Task goal —
Only one stretch of the listing below is wanted. Begin at the line that has "batched inference, cache-first", stop after the line that has "use crate::infrastructure::telemetry::Telemetry;", and repeat every line in between exactly.

Available data —
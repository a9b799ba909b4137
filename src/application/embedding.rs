//! Embedding engine.
//!
//! Owns the model handle and everything around it: hardware-adaptive
//! profile selection, length-sorted batched inference, cache-first
//! lookups, the ordered fallback chain (reduce batch, switch quantization,
//! switch device, switch model), memory-pressure throttling, and the
//! circuit breaker whose open state degrades to a cache-only path.
//!
//! ONNX sessions are not re-entrant, so the engine state sits behind an
//! async mutex and at most one inference runs at a time.

use std::path::PathBuf;
use std::sync::Arc;
use std::time::Duration;

use sha2::{Digest, Sha256};
use tokio::sync::Mutex;

use crate::adapters::embedding::ProviderFactory;
use crate::domain::error::{Error, Result};
use crate::domain::ports::SharedEmbeddingProvider;
use crate::domain::types::{
    Device, EmbeddingProfile, FallbackAction, FallbackEvent, HardwareCapabilities, Quantization,
};
use crate::infrastructure::embedding_cache::EmbeddingCache;
use crate::infrastructure::hardware;
use crate::infrastructure::resilience::{CircuitBreaker, CircuitBreakerConfig};
use crate::infrastructure::telemetry::Telemetry;

/// Engine settings.
#[derive(Debug, Clone)]
pub struct EngineConfig {
    /// Fallback chain steps allowed within one request
    pub max_fallback_attempts: u32,
    /// Process memory fraction above which batches are halved
    pub memory_pressure_threshold: f64,
    /// Per-batch inference timeout
    pub batch_timeout: Duration,
    /// Circuit breaker settings
    pub breaker: CircuitBreakerConfig,
}

impl Default for EngineConfig {
    fn default() -> Self {
        Self {
            max_fallback_attempts: 3,
            memory_pressure_threshold: 0.8,
            batch_timeout: Duration::from_secs(30),
            breaker: CircuitBreakerConfig::default(),
        }
    }
}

Expected answer —
//! profile selection, length-sorted batched inference, cache-first
//! lookups, the ordered fallback chain (reduce batch, switch quantization,
//! switch device, switch model), memory-pressure throttling, and the
//! circuit breaker whose open state degrades to a cache-only path.
//!
//! ONNX sessions are not re-entrant, so the engine state sits behind an
//! async mutex and at most one inference runs at a time.

use std::path::PathBuf;
use std::sync::Arc;
use std::time::Duration;

use sha2::{Digest, Sha256};
use tokio::sync::Mutex;

use crate::adapters::embedding::ProviderFactory;
use crate::domain::error::{Error, Result};
use crate::domain::ports::SharedEmbeddingProvider;
use crate::domain::types::{
    Device, EmbeddingProfile, FallbackAction, FallbackEvent, HardwareCapabilities, Quantization,
};
use crate::infrastructure::embedding_cache::EmbeddingCache;
use crate::infrastructure::hardware;
use crate::infrastructure::resilience::{CircuitBreaker, CircuitBreakerConfig};
use crate::infrastructure::telemetry::Telemetry;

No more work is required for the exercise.